During the first quarter, we had one new lease at 123 William Street and one new lease and two renewals at 9 Times Square commence for a total of over 4,000 square feet. We also have executed leases which have yet to commence as of April 30, 2020 that represent over 25,000 square feet of leased space, bringing our executed occupancy to 91%. These executed leases represent over $1.6 million of cash rent per year.

 

Slide 5: Q4 2019 Leasing Activity

 

Leasing remains a focus of New York City REIT. As of March 31, 2020, our 1.2 million square foot portfolio is 89% leased.
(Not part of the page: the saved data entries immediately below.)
//! Portal firing against terrain walls and portal bookkeeping.

use portal_grid_core::{Cell, Direction, Event, PortalColor, Position};
use tracing::debug;

use crate::{grid::Grid, World};

/// Fires the portal selected by the pending prompt.
///
/// Both portal prompts are consumed whether or not the shot lands.
pub(crate) fn shoot(world: &mut World, direction: Direction, out_events: &mut Vec<Event>) {
    let color = if world.prompts.blue_portal {
        Some(PortalColor::Blue)
    } else if world.prompts.orange_portal {
        Some(PortalColor::Orange)
    } else {
        None
    };
    world.prompts.blue_portal = false;
    world.prompts.orange_portal = false;

    let Some(color) = color else {
        return;
    };
    if !world.player_is_in_the_world() {
        return;
    }

    if let Some(previous) = world.portals.get(color) {
        remove_portal(world, previous);
        world.portals.set(color, None);
        if previous == world.player.position {
            world.paint_player();
        }
    }

    match cast(&world.terrain, world.player.position, direction) {
        Some(position) => {
            world.paint(position, color.cell());
            world.portals.set(color, Some(position));
            debug!(?color, %position, "portal placed");
            out_events.push(Event::PortalPlaced { color, position });
        }
        None => {
            debug!(?color, ?direction, "portal shot found no surface");
            out_events.push(Event::PortalMissed { color });
        }
    }
}

/// Clears a portal cell, or only repaints the surface when something else has
/// already replaced the portal on the terrain.
fn remove_portal(world: &mut World, position: Position) {
    if world.terrain.get(position).map_or(false, Cell::is_portal) {
        world.paint(position, Cell::None);
    } else {
        world.restore(position);
    }
}

/// Walks the terrain from `origin` until a wall and returns the cell in front
/// of it when that cell is bare floor.
fn cast(terrain: &Grid, origin: Position, direction: Direction) -> Option<Position> {
    let mut previous: Option<Position> = None;
    let mut cursor = Some(origin);

    while let Some(position) = cursor.filter(|candidate| terrain.contains(*candidate)) {
        if terrain.get(position) == Some(Cell::Wall) {
            return previous.filter(|landing| terrain.get(*landing) == Some(Cell::None));
        }
        previous = Some(position);
        cursor = position.step(direction);
    }

    None
}

pub(crate) fn are_portals_real(world: &World) -> bool {
    let portals = world.portals;
    if let (Some(blue), Some(orange)) = (portals.blue, portals.orange) {
        if !world.terrain.contains(blue) || !world.terrain.contains(orange) {
            return false;
        }
    }

    [PortalColor::Blue, PortalColor::Orange]
        .into_iter()
        .all(|color| match portals.get(color) {
            Some(position) => world.terrain.get(position) == Some(color.cell()),
            None => true,
        })
}
//! Use and drop actions, and activation propagation between props.

use portal_grid_core::{Cell, Direction, Event, Position, Prop};
use tracing::debug;

use crate::World;

const SCAN_ORDER: [Direction; 4] = [
    Direction::Left,
    Direction::Right,
    Direction::Up,
    Direction::Down,
];

fn neighbours_where(world: &World, accept: fn(Cell) -> bool) -> Vec<Position> {
    if !world.player_is_in_the_world() {
        return Vec::new();
    }

    SCAN_ORDER
        .into_iter()
        .filter_map(|direction| world.terrain.neighbor(world.player.position, direction))
        .filter(|position| world.surface.get(*position).map_or(false, accept))
        .collect()
}

pub(crate) fn usable_positions(world: &World) -> Vec<Position> {
    neighbours_where(world, Cell::is_usable)
}

pub(crate) fn droppable_positions(world: &World) -> Vec<Position> {
    neighbours_where(world, Cell::is_droppable)
}

/// Uses every usable neighbour of the player.
pub(crate) fn toggle_use(world: &mut World, out_events: &mut Vec<Event>) {
    for position in usable_positions(world) {
        match world.surface.get(position) {
            Some(cell @ (Cell::Cube | Cell::ActivatedCubeButton)) => {
                if !world.player.holding {
                    pick_up(world, position, cell, out_events);
                }
            }
            Some(Cell::Button) => press_button(world, position, out_events),
            _ => {}
        }
    }
}

fn pick_up(world: &mut World, position: Position, cell: Cell, out_events: &mut Vec<Event>) {
    world.player.holding = true;
    world.paint_player();

    if cell == Cell::ActivatedCubeButton {
        world.paint(position, Cell::CubeButton);
        if let Some(index) = world.prop_index(position) {
            if let Prop::Button(button) = &mut world.props[index] {
                button.activated = false;
            }
        }
    } else {
        world.paint(position, Cell::None);
    }

    out_events.push(Event::CubePickedUp { from: position });
}

fn press_button(world: &mut World, position: Position, out_events: &mut Vec<Event>) {
    let Some(index) = world.prop_index(position) else {
        return;
    };
    let Prop::Button(button) = &mut world.props[index] else {
        return;
    };
    button.activated = true;
    let timer = button.timer;
    let link = button.activate;

    if let Some(ticks) = timer {
        world.ticks.arm(position, ticks);
    }
    world.paint(position, Cell::ActivatedButton);
    out_events.push(Event::ButtonPressed { button: position });

    if let Some(target) = link {
        activate_link(world, target);
    }
}

/// Puts the held cube down on the neighbour in `direction`.
pub(crate) fn drop_cube(world: &mut World, direction: Direction, out_events: &mut Vec<Event>) {
    if !world.player.holding || !world.player_is_in_the_world() {
        return;
    }
    let Some(target) = world.terrain.neighbor(world.player.position, direction) else {
        return;
    };

    match world.surface.get(target) {
        Some(Cell::CubeButton) => {
            world.paint(target, Cell::ActivatedCubeButton);
            let mut link = None;
            if let Some(index) = world.prop_index(target) {
                if let Prop::Button(button) = &mut world.props[index] {
                    button.activated = true;
                    link = button.activate;
                    out_events.push(Event::ButtonPressed { button: target });
                }
            }
            if let Some(linked) = link {
                activate_link(world, linked);
            }
        }
        Some(Cell::None) => world.paint(target, Cell::Cube),
        _ => return,
    }

    world.player.holding = false;
    world.paint_player();
    out_events.push(Event::CubeDropped { at: target });
}

/// Activates the prop referenced by an activation link, if it still exists.
fn activate_link(world: &mut World, target: Position) {
    let Some(index) = world.prop_index(target) else {
        debug!(%target, "activation link points at nothing");
        return;
    };
    let prop = &mut world.props[index];
    prop.set_activated(true);

    let cell = match prop {
        Prop::Door(_) => Some(Cell::OpenedDoor),
        Prop::CubeDropper(_) => Some(Cell::Cube),
        Prop::Button(_) => None,
    };
    if let Some(cell) = cell {
        world.paint(target, cell);
    }
}

/// Reverts the prop referenced by an expired button's activation link.
///
/// Doors close again; a cube dropper only loses its flag and its cube stays.
pub(crate) fn deactivate_link(world: &mut World, target: Position) {
    let Some(index) = world.prop_index(target) else {
        return;
    };
    let cell = match &mut world.props[index] {
        Prop::Door(door) => {
            door.activated = false;
            Some(Cell::ClosedDoor)
        }
        Prop::CubeDropper(dropper) => {
            dropper.activated = false;
            None
        }
        Prop::Button(_) => None,
    };
    if let Some(cell) = cell {
        world.paint(target, cell);
    }
}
In addition to maintaining a high level of occupancy, we have increased the average remaining lease term of the portfolio to 6.8 years, up from 6.1 years a year ago.

 

Slide 6: Key Initiatives

 

Our strategy at NYCR is straight-forward: drive organic growth through leasing activity, continue to prudently finance our assets to maintain an efficient capital structure, and selectively examine additional acquisitions with a focus on assets located in Manhattan, as well as the disposition of the Hit Factory, which we have been working to sell for some time.

 

As New York City rebounds from the COVID-19 crisis we intend to continue executing on this strategy. By executing on these initiatives, we continue to better position the company for an eventual liquidity event.

 

Additionally, NYCR’s net leverage remains conservative at 41%, providing room for potential portfolio growth.

 

Slide 7: Portfolio Overview

 

New York City REIT’s portfolio is comprised of $863 million of real estate investments, at cost, consisting of eight properties as of March 31, 2020.

 

As you can see from the map on the right-hand side, with the exception of our medical office property, which is in Brooklyn, our assets are centralized in Manhattan. We expect future acquisition activity to be focused on properties located in Manhattan.

 

I’d like to now turn the call over to Chris Masterson, Chief Financial Officer of NYCR.

 

Slide 8: Balance Sheet Summary

 

Thank you, Mike. Slide 8 provides a snapshot of our balance sheet at quarter end. New York City REIT’s total real estate at cost stood at $863 million, which consists of the eight properties that the Company owns. As of March 31, 2020, NYCR’s cash and cash equivalents balance was $53 million. We also had six loans outstanding at seven properties with a combined gross balance of $405 million. The company’s net leverage was 41%, with a weighted average effective interest rate of 4.4%.

 

 

 

 

Our board of directors has not yet reinstated the distribution. As additional rent commences under new leases and once the effects of the current COVID-19 pandemic on our portfolio become more certain, the Board will evaluate the resumption of distributions.

 

Slide 9: Management Team

 

Our management team and Board remain focused on driving earnings within the portfolio and preparing the company for a full-cycle liquidity event for shareholders. While nothing has been announced at this time, our team remains committed to maximizing shareholder value over the long term and preparing the company for an eventual liquidity event.

 

Closing Comments

 

At this time, most businesses in New York City remain shuttered, but we know that will not be the case permanently. When the city does begin to resume activity, our properties will be prepared to welcome tenants back to their workplaces safely. We believe that our sustained leasing activity and long weighted average remaining lease term are points of strength for the company that will serve us well as we continue to focus on our core strategy and prepare for an eventual liquidity event. We believe that our strong balance sheet and the hard work of our team will position the Company for growth in the future.

 

We thank you for joining us today. For account information, including balances and the status of submitted paperwork or for any questions in general, please call us at (866) 902-0063.

 

Operator Closes the Call

 

The conference has now concluded. If you have submitted questions during today’s webcast, a member of our investor relations group will follow-up to answer your questions. Also, please note that later today a copy of the presentation and replay of this webcast will be available on the company’s website at www.newyorkcityreit.com.

 

Thank you for attending today’s presentation. You may now disconnect.